**The problem**.
Return a copy of every line in the data below that contains "Option".

________________

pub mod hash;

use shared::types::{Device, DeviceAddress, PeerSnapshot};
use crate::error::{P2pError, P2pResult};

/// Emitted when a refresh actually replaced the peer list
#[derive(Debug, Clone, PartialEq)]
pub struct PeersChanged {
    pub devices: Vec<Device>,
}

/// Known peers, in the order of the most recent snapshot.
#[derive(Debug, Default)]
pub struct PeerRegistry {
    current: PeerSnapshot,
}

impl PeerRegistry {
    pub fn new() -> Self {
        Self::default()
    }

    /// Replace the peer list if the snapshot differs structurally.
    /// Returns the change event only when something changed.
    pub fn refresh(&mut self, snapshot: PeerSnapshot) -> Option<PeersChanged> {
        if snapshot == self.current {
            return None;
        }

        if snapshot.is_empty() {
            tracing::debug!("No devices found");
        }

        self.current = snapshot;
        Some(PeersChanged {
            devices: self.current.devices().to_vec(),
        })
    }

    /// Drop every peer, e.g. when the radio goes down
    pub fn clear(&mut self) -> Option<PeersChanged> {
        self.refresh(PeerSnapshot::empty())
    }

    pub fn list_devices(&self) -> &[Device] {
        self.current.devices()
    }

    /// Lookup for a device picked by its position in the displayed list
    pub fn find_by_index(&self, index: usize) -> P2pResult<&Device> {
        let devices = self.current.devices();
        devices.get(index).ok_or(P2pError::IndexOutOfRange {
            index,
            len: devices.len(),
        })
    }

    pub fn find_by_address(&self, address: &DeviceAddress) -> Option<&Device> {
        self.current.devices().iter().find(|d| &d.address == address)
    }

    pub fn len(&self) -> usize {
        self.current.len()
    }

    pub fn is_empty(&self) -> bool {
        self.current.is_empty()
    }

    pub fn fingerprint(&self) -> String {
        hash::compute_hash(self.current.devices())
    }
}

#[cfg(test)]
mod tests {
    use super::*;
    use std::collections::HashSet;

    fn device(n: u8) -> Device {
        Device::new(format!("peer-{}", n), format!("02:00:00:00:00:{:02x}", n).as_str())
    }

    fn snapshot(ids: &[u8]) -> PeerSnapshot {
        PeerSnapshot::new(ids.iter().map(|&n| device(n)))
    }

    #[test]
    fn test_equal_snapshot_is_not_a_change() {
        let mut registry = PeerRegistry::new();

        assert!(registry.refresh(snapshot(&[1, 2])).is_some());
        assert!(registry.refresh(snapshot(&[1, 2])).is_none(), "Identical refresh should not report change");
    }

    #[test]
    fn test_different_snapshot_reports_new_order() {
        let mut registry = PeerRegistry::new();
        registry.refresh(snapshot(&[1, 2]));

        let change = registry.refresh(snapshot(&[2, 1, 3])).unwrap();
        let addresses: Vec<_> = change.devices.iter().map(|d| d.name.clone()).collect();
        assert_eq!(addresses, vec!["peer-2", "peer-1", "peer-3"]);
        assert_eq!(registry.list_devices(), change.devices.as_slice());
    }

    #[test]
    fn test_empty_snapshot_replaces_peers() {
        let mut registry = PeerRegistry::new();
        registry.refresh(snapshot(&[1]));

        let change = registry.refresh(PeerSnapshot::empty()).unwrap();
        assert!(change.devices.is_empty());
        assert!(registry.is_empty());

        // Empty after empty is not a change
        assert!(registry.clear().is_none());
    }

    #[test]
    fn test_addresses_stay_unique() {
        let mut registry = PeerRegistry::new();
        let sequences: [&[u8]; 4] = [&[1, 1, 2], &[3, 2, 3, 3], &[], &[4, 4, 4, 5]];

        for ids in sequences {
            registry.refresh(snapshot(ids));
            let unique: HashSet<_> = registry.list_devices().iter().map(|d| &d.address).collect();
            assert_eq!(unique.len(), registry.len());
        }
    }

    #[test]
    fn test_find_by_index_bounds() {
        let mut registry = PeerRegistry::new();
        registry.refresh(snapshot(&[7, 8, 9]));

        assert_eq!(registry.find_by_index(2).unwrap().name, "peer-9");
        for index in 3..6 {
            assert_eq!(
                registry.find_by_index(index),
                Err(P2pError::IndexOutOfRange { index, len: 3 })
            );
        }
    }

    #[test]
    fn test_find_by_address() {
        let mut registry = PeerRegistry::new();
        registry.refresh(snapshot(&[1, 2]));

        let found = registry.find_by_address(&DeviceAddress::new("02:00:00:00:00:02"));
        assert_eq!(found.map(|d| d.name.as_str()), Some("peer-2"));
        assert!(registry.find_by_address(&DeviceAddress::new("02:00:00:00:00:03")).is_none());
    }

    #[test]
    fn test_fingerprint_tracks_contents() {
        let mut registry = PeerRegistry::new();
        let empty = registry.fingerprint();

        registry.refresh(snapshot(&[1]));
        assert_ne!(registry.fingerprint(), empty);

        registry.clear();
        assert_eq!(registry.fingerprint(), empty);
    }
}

________________

**Exercise result**.
    pub fn refresh(&mut self, snapshot: PeerSnapshot) -> Option<PeersChanged> {
    pub fn clear(&mut self) -> Option<PeersChanged> {
    pub fn find_by_address(&self, address: &DeviceAddress) -> Option<&Device> {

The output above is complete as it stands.